Ob alle Beiträge in den Band hätten aufgenommen werden müssen, sei dahingestellt, zumal nicht alle die Zwischenkriegszeit behandeln. Anderswo liest man kundigere Zusammenfassungen der Forschungsliteratur. Als Ganzes kann der Band, der kein neues Quellenmaterial erschließt, durchaus Denkanstöße geben. Für Studienanfänger, die Henrich-Franke als Zielgruppe ausgemacht hat, ist er aber nicht geeignet; sie müssen auf eine Überblicksdarstellung zum Thema weiter warten.


Anmerkungen:

[1] Gut, aber kurz (mit Verweisen auf Literatur zu den im Folgenden genannten Forschungsschwerpunkten): Matthias Schulz: Europa-Netzwerke und Europagedanke in der Zwischenkriegszeit, in: Europäische Geschichte Online, hg. vom Institut für Europäische Geschichte, Mainz, 3.12.2010. http://ieg-ego.eu/de/threads/modelle-und-stereotypen/modell-europa/matthias-schulz-europa-netzwerke-und-europagedanke-in-der-zwischenkriegszeit

[2] Vgl. Willy Buschak: Die Vereinigten Staaten von Europa sind unser Ziel. Arbeiterbewegung und Europa im frühen 20. Jahrhundert, Essen 2014.

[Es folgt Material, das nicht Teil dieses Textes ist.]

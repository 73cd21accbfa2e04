//! Encrypted wallet vault service.
//!
//! Each vault wallet binds a fixed payout multiplier to one Bitcoin
//! address; deposits to that address become bets at that multiplier, and
//! payouts are signed with the same wallet's key. Private keys exist in
//! plaintext only inside a signing attempt; at rest they are AES-GCM
//! blobs under the process master key.

use std::sync::Arc;

use bitcoin::{Address, CompressedPublicKey, Network, PrivateKey};
use chrono::Utc;
use secp256k1::{Keypair, Secp256k1, SecretKey};
use tracing::*;
use zeroize::Zeroizing;

use crate::{
    config::Config,
    error::{Error, Result},
    fair,
    keyvault::KeyVault,
    store::{
        models::{AddressKind, VaultWallet, WalletId},
        Inserted, Store,
    },
};

/// Parameters for creating a vault wallet. When `chance` is omitted the
/// default derived from the house edge is used.
#[derive(Clone, Debug)]
pub struct NewWallet {
    pub multiplier: u32,
    pub chance: Option<f64>,
    pub address_kind: AddressKind,
    pub label: Option<String>,
}

pub struct WalletVault {
    store: Arc<Store>,
    keyvault: Arc<KeyVault>,
    network: Network,
    house_edge: f64,
    min_multiplier: f64,
    max_multiplier: f64,
}

impl WalletVault {
    pub fn new(store: Arc<Store>, keyvault: Arc<KeyVault>, config: &Config) -> Self {
        WalletVault {
            store,
            keyvault,
            network: config.network,
            house_edge: config.house_edge,
            min_multiplier: config.min_multiplier,
            max_multiplier: config.max_multiplier,
        }
    }

    /// Generates a fresh key, encrypts it, and stores the wallet.
    ///
    /// Enforces the creation invariant
    /// `chance × multiplier ≤ 100 − house_edge_percent`: no wallet may
    /// offer a positive-expected-value bet.
    pub fn create_wallet(&self, req: NewWallet) -> Result<VaultWallet> {
        let multiplier = f64::from(req.multiplier);
        if req.multiplier == 0
            || multiplier < self.min_multiplier
            || multiplier > self.max_multiplier
        {
            return Err(Error::user(format!(
                "multiplier {} outside [{}, {}]",
                req.multiplier, self.min_multiplier, self.max_multiplier
            )));
        }

        let chance = req
            .chance
            .unwrap_or_else(|| fair::win_chance_for_multiplier(multiplier, self.house_edge));
        if !(chance > 0.0 && chance < 100.0) {
            return Err(Error::user(format!("chance {chance} outside (0, 100)")));
        }
        let ceiling = 100.0 - self.house_edge * 100.0;
        if chance * multiplier > ceiling + 1e-9 {
            return Err(Error::user(format!(
                "chance {chance} x multiplier {} exceeds {ceiling}",
                req.multiplier
            )));
        }

        let secp = Secp256k1::new();
        let secret = SecretKey::new(&mut secp256k1::rand::thread_rng());
        let private_key = PrivateKey::new(secret, self.network);
        let address = derive_address(&secp, &private_key, req.address_kind, self.network)?;

        let wif = Zeroizing::new(private_key.to_wif());
        let encrypted_private_key = self.keyvault.encrypt_wif(&wif)?;
        drop(wif);

        let now = Utc::now();
        let wallet = VaultWallet {
            id: WalletId(self.store.alloc_id()?),
            multiplier: req.multiplier,
            chance,
            address: address.to_string(),
            address_kind: req.address_kind,
            network: self.network,
            encrypted_private_key,
            is_active: true,
            is_depleted: false,
            total_received: 0,
            total_sent: 0,
            bet_count: 0,
            balance_sats: 0,
            label: req
                .label
                .or_else(|| Some(format!("{}x multiplier wallet", req.multiplier))),
            created_at: now,
            updated_at: now,
        };

        match self.store.insert_wallet(wallet)? {
            Inserted::Created(wallet) => {
                info!(
                    multiplier = wallet.multiplier,
                    address = %wallet.address,
                    "created vault wallet"
                );
                Ok(wallet)
            }
            // A fresh key colliding with an existing address means the
            // store is lying or the RNG is broken.
            Inserted::Existing(_) => Err(Error::integrity("fresh wallet address already exists")),
        }
    }

    /// Active wallet for a multiplier, if any.
    pub fn wallet_for_multiplier(&self, multiplier: u32) -> Result<Option<VaultWallet>> {
        let mut candidates: Vec<VaultWallet> = self
            .store
            .all_wallets()?
            .into_iter()
            .filter(|w| w.is_active && w.multiplier == multiplier && w.network == self.network)
            .collect();
        candidates.sort_by_key(|w| w.id);
        Ok(candidates.into_iter().next())
    }

    pub fn wallet_for_address(&self, address: &str) -> Result<Option<VaultWallet>> {
        self.store.wallet_by_address(address)
    }

    /// Active wallets ordered by multiplier.
    pub fn list_active(&self) -> Result<Vec<VaultWallet>> {
        let mut wallets: Vec<VaultWallet> = self
            .store
            .all_wallets()?
            .into_iter()
            .filter(|w| w.is_active && w.network == self.network)
            .collect();
        wallets.sort_by_key(|w| (w.multiplier, w.id));
        Ok(wallets)
    }

    /// Sorted distinct multipliers with an active wallet.
    pub fn list_multipliers(&self) -> Result<Vec<u32>> {
        let mut multipliers: Vec<u32> = self
            .list_active()?
            .into_iter()
            .map(|w| w.multiplier)
            .collect();
        multipliers.dedup();
        Ok(multipliers)
    }

    /// Decrypts the wallet's signing key. Scope the result tightly and
    /// never log anything derived from it.
    pub fn decrypt_key(&self, wallet: &VaultWallet) -> Result<Zeroizing<String>> {
        self.keyvault.decrypt_wif(&wallet.encrypted_private_key)
    }

    /// Records a deposit against the wallet's lifetime stats.
    pub fn record_deposit(&self, id: WalletId, amount: u64) -> Result<VaultWallet> {
        self.store.update_wallet(id, |w| {
            w.total_received += amount;
            w.bet_count += 1;
        })
    }

    /// Records an outgoing payout (amount plus network fee).
    pub fn record_sent(&self, id: WalletId, amount: u64) -> Result<VaultWallet> {
        self.store.update_wallet(id, |w| {
            w.total_sent += amount;
        })
    }

    pub fn mark_depleted(&self, id: WalletId, depleted: bool) -> Result<VaultWallet> {
        if depleted {
            warn!(wallet = %id, "marking vault wallet depleted");
        }
        self.store.update_wallet(id, |w| w.is_depleted = depleted)
    }

    pub fn set_active(&self, id: WalletId, active: bool) -> Result<VaultWallet> {
        self.store.update_wallet(id, |w| w.is_active = active)
    }
}

fn derive_address(
    secp: &Secp256k1<secp256k1::All>,
    private_key: &PrivateKey,
    kind: AddressKind,
    network: Network,
) -> Result<Address> {
    let address = match kind {
        AddressKind::Legacy => Address::p2pkh(private_key.public_key(secp), network),
        AddressKind::Segwit => {
            let compressed = CompressedPublicKey::from_private_key(secp, private_key)
                .map_err(|_| Error::integrity("generated key is not compressed"))?;
            Address::p2wpkh(&compressed, network)
        }
        AddressKind::Taproot => {
            let keypair = Keypair::from_secret_key(secp, &private_key.inner);
            let (xonly, _) = keypair.x_only_public_key();
            Address::p2tr(secp, xonly, None, network)
        }
    };
    Ok(address)
}

#[cfg(test)]
mod test {
    use super::*;

    fn vault() -> WalletVault {
        let store = Arc::new(Store::open_temporary().unwrap());
        let keyvault =
            Arc::new(KeyVault::from_base64_key(&KeyVault::generate_master_key()).unwrap());
        WalletVault::new(store, keyvault, &Config::for_tests())
    }

    fn new_wallet(multiplier: u32) -> NewWallet {
        NewWallet {
            multiplier,
            chance: None,
            address_kind: AddressKind::Segwit,
            label: None,
        }
    }

    #[test]
    fn create_and_look_up_by_address_and_multiplier() {
        let vault = vault();
        let wallet = vault.create_wallet(new_wallet(2)).unwrap();
        assert_eq!(wallet.chance, 49.0); // (100 - 2) / 2
        assert!(wallet.address.starts_with("tb1q"));

        let by_addr = vault.wallet_for_address(&wallet.address).unwrap().unwrap();
        assert_eq!(by_addr.id, wallet.id);
        let by_mult = vault.wallet_for_multiplier(2).unwrap().unwrap();
        assert_eq!(by_mult.id, wallet.id);
        assert!(vault.wallet_for_multiplier(3).unwrap().is_none());
    }

    #[test]
    fn rejects_positive_ev_chance() {
        let vault = vault();
        // 60% at 2x pays out 120% of stake on expectation.
        let err = vault
            .create_wallet(NewWallet {
                chance: Some(60.0),
                ..new_wallet(2)
            })
            .unwrap_err();
        assert!(matches!(err, Error::User(_)));
    }

    #[test]
    fn rejects_out_of_bounds_multiplier() {
        let vault = vault();
        assert!(vault.create_wallet(new_wallet(0)).is_err());
        assert!(vault.create_wallet(new_wallet(500)).is_err());
    }

    #[test]
    fn key_round_trips_through_the_vault() {
        let vault = vault();
        let wallet = vault.create_wallet(new_wallet(2)).unwrap();
        let wif = vault.decrypt_key(&wallet).unwrap();
        let key = PrivateKey::from_wif(&wif).unwrap();
        let secp = Secp256k1::new();
        let compressed = CompressedPublicKey::from_private_key(&secp, &key).unwrap();
        assert_eq!(
            Address::p2wpkh(&compressed, Network::Testnet).to_string(),
            wallet.address
        );
    }

    #[test]
    fn address_kinds_derive_distinct_scripts() {
        let vault = vault();
        let legacy = vault
            .create_wallet(NewWallet {
                address_kind: AddressKind::Legacy,
                ..new_wallet(2)
            })
            .unwrap();
        let taproot = vault
            .create_wallet(NewWallet {
                address_kind: AddressKind::Taproot,
                ..new_wallet(3)
            })
            .unwrap();
        assert!(legacy.address.starts_with('m') || legacy.address.starts_with('n'));
        assert!(taproot.address.starts_with("tb1p"));
    }

    #[test]
    fn multiplier_listing_is_sorted_and_distinct() {
        let vault = vault();
        vault.create_wallet(new_wallet(10)).unwrap();
        vault.create_wallet(new_wallet(2)).unwrap();
        vault.create_wallet(new_wallet(10)).unwrap(); // second 10x wallet
        let active = vault.list_active().unwrap();
        assert_eq!(active.len(), 3);
        assert_eq!(vault.list_multipliers().unwrap(), vec![2, 10]);
    }

    #[test]
    fn deactivated_wallets_leave_the_lookup() {
        let vault = vault();
        let wallet = vault.create_wallet(new_wallet(2)).unwrap();
        vault.set_active(wallet.id, false).unwrap();
        assert!(vault.wallet_for_multiplier(2).unwrap().is_none());
        // Address lookup still resolves (deposits to a retired address
        // must still find their wallet).
        assert!(vault.wallet_for_address(&wallet.address).unwrap().is_some());
    }
}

[3] Vgl. Undine Ruge: Die Erfindung des "Europa der Regionen". Kritische Ideengeschichte eines konservativen Konzepts, Frankfurt a.M. / New York 2003, 41-120; ders.: The Call for a New European Order: Origins and Variants of the Anti-liberal Concept of the "Europe of the Regions", in: Anti-liberal Europe. A Neglected Story of Europeanization, hg. von Dieter Gosewinkel, New York / Oxford 2015, 90-101.

[4] Vgl. Florian Greiner: Wege nach Europa. Deutungen eines imaginierten Kontinents in deutschen, britischen und amerikanischen Printmedien, 1914-1945, Göttingen 2014.